Galatians 1:1-5 & Psalm 53:1-3
From the Reformer
With the words, “that he might deliver us,” Paul argues that we stand in need of Christ. No other being can possibly deliver us from this present evil world. Do not let the fact disturb you that a great many people enjoy excellent reputations without Christ. Remember what Paul says, that the world with all its wisdom, might, and righteousness is the devil’s own. God alone is able to deliver us from the world.
Let us praise and thank God for His mercy in delivering us from the captivity of Satan, when we were unable to do so by our own strength. Let us confess with Paul that all our work-righteousness is loss and dung.
—Martin Luther, Commentary on the Epistle to the Galatians
Pulling It Together
The elderly gentleman was what they called a pillar of the church. He upheld his church in every way: present each time the doors were opened for worship and study, working on the meeting house and grounds, giving, praying, and helping others in need. He had worked hard at being good because being good was the proper thing to be. He had probably been taught as a boy to be good. So it was a shock to his old system to be told one day at Bible class that he was not good. In fact, he became indignant when the teacher insisted the scriptures teach that no one is good.

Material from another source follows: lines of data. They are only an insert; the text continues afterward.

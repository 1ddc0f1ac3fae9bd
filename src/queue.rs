// Work queues of the cascade
//
// Each queue owns its fragments outright; moving a fragment in or out of a
// queue is the only way ownership changes hands between cascade stages.

use crate::fragment::Fragment;
use std::collections::VecDeque;

/// FIFO queue of fragments waiting for a cascade stage.
#[derive(Debug, Default)]
pub struct FragmentQueue {
    queue: VecDeque<Fragment>,
}

impl FragmentQueue {
    pub fn new() -> Self {
        FragmentQueue {
            queue: VecDeque::new(),
        }
    }

    pub fn with_capacity(capacity: usize) -> Self {
        FragmentQueue {
            queue: VecDeque::with_capacity(capacity),
        }
    }

    pub fn push(&mut self, fragment: Fragment) {
        self.queue.push_back(fragment);
    }

    /// Take the oldest fragment, or `None` when the stage is drained.
    pub fn pop(&mut self) -> Option<Fragment> {
        self.queue.pop_front()
    }

    pub fn is_empty(&self) -> bool {
        self.queue.is_empty()
    }

    pub fn len(&self) -> usize {
        self.queue.len()
    }

    /// Drop every queued fragment, returning how many were released.
    pub fn release(&mut self) -> usize {
        let count = self.queue.len();
        self.queue.clear();
        count
    }
}

impl Extend<Fragment> for FragmentQueue {
    fn extend<I: IntoIterator<Item = Fragment>>(&mut self, iter: I) {
        self.queue.extend(iter);
    }
}
// Conversion of final fragments into reaction products
//
// Light particles get their fixed identities, everything else is resolved as
// an ion. A fragment whose excited state the registry does not know is
// emitted as the ground-state ion, with its momentum rescaled so that the
// product sits on the ion's mass shell.

use crate::error::DeexcitationError;
use crate::fragment::Fragment;
use crate::lorentz::LorentzVector;
use crate::nuclear_data::NuclearData;
use crate::particle::ParticleDefinition;
use crate::reaction_product::ReactionProduct;
use nalgebra::Vector3;

pub fn convert_results(
    results: Vec<Fragment>,
    data: &dyn NuclearData,
    ground_state_threshold: f64,
) -> Result<Vec<ReactionProduct>, DeexcitationError> {
    results
        .into_iter()
        .map(|fragment| convert_fragment(fragment, data, ground_state_threshold))
        .collect()
}

fn convert_fragment(
    fragment: Fragment,
    data: &dyn NuclearData,
    ground_state_threshold: f64,
) -> Result<ReactionProduct, DeexcitationError> {
    let (a, z) = (fragment.a, fragment.z);
    let mut momentum = fragment.momentum;

    let definition = match ParticleDefinition::special(a, z) {
        Some(definition) => definition,
        None => {
            let (excitation, level) = if fragment.excitation_energy < ground_state_threshold {
                (0.0, 0)
            } else {
                (fragment.excitation_energy, fragment.floating_level)
            };
            match data.resolve_ion(z, a, excitation, level) {
                Some(ion) => ion,
                None => {
                    let ion = data
                        .ground_state_ion(z, a)
                        .ok_or(DeexcitationError::IdentityResolution { z, a })?;
                    tracing::warn!(
                        z,
                        a,
                        excitation,
                        "excited ion not in registry, emitting ground state"
                    );
                    momentum = on_mass_shell(&momentum, ion.pdg_mass());
                    ion
                }
            }
        }
    };

    Ok(ReactionProduct::new(
        definition,
        momentum.momentum,
        momentum.energy,
        fragment.creation_time,
    ))
}

/// Keep the total energy and direction, fix the momentum magnitude to `mass`.
fn on_mass_shell(momentum: &LorentzVector, mass: f64) -> LorentzVector {
    let energy = momentum.energy;
    if energy <= mass {
        return LorentzVector::at_rest(mass);
    }
    let magnitude = ((energy - mass) * (energy + mass)).sqrt();
    let direction = momentum.momentum.try_normalize(0.0).unwrap_or_else(Vector3::zeros);
    LorentzVector::new(direction * magnitude, energy)
}

#[cfg(test)]
mod tests {
    use super::*;
    use crate::nuclear_data::NuclideTable;

    /// Registry that knows ground states only.
    struct GroundStatesOnly(NuclideTable);

    impl NuclearData for GroundStatesOnly {
        fn isotope_abundance(&self, z: i32, a: i32) -> f64 {
            self.0.isotope_abundance(z, a)
        }

        fn nuclear_mass(&self, z: i32, a: i32) -> f64 {
            self.0.nuclear_mass(z, a)
        }

        fn resolve_ion(&self, z: i32, a: i32, excitation: f64, level: i32) -> Option<ParticleDefinition> {
            if excitation > 0.0 {
                return None;
            }
            self.0.resolve_ion(z, a, excitation, level)
        }
    }

    #[test]
    fn test_special_particles() {
        let table = NuclideTable::new();
        let fragments = vec![
            Fragment::gamma(LorentzVector::from_components(0.0, 0.0, 1.0, 1.0)),
            Fragment::at_rest(1, 0, 939.565, 0.0),
            Fragment::at_rest(4, 2, 3727.379, 0.0),
            Fragment::new(-1, 1, 0.0, LorentzVector::at_rest(139.57)),
        ];
        let products = convert_results(fragments, &table, 1e-5).unwrap();
        let names: Vec<String> = products.iter().map(|p| p.definition().name()).collect();
        assert_eq!(names, vec!["gamma", "neutron", "alpha", "pi+"]);
    }

    #[test]
    fn test_excited_ion_keeps_excitation() {
        let table = NuclideTable::new();
        let mass = table.nuclear_mass(6, 12);
        let carbon = Fragment::at_rest(12, 6, mass, 4.439).with_creation_time(3.0);
        let products = convert_results(vec![carbon], &table, 1e-5).unwrap();
        assert_eq!(products[0].definition().excitation_energy(), 4.439);
        assert_eq!(products[0].formation_time(), 3.0);
        assert!((products[0].total_energy() - (mass + 4.439)).abs() < 1e-9);
    }

    #[test]
    fn test_ground_state_fallback_rescales_momentum() {
        let registry = GroundStatesOnly(NuclideTable::new());
        let ground = registry.nuclear_mass(6, 12);
        let momentum = LorentzVector::on_shell(Vector3::new(0.0, 300.0, 400.0), ground + 10.0);
        let carbon = Fragment::new(12, 6, 10.0, momentum);

        let products = convert_results(vec![carbon], &registry, 1e-5).unwrap();
        let product = &products[0];
        assert_eq!(product.definition().excitation_energy(), 0.0);
        assert_eq!(product.total_energy(), momentum.energy);
        let p = product.momentum();
        let invariant = (product.total_energy().powi(2) - p.norm_squared()).sqrt();
        assert!((invariant - ground).abs() < 1e-6);
        // direction is preserved
        assert!((p.normalize() - momentum.momentum.normalize()).norm() < 1e-12);
    }

    #[test]
    fn test_fallback_below_rest_mass_puts_product_at_rest() {
        let registry = GroundStatesOnly(NuclideTable::new());
        let ground = registry.nuclear_mass(6, 12);
        // an excited fragment whose energy ended up under the ground-state mass
        let mut carbon = Fragment::at_rest(12, 6, ground - 1.0, 0.5);
        carbon.momentum = LorentzVector::from_components(1.0, 0.0, 0.0, ground - 0.5);
        let products = convert_results(vec![carbon], &registry, 1e-5).unwrap();
        assert_eq!(products[0].momentum(), Vector3::zeros());
        assert_eq!(products[0].total_energy(), ground);
    }

    #[test]
    fn test_unknown_ground_state_is_an_error() {
        let table = NuclideTable::new();
        let fragment = Fragment::at_rest(2, 0, 1879.0, 0.0);
        match convert_results(vec![fragment], &table, 1e-5) {
            Err(DeexcitationError::IdentityResolution { z, a }) => assert_eq!((z, a), (0, 2)),
            other => panic!("expected identity resolution error, got {:?}", other),
        }
    }
}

Logically, were this not so, the good people would not need a deliverer. He would have no need of Christ. But that fine fellow lived in an evil world where the devil twists our decent actions into religion. The man’s indignation showed the religious nature of his charity and devotion. He was not a bad man, sociologically speaking, but he was not a good man either — theologically speaking. He enjoyed a “good reputation” and was somehow defamed to hear that the reason he needed a Savior was because he was not good. He knew he needed a Savior because Jesus was part of his upbringing but he really believed he was a good man too — good all on his own. He was a captive to his goodness. Being good was his religion. Christ was an ornament in his temple.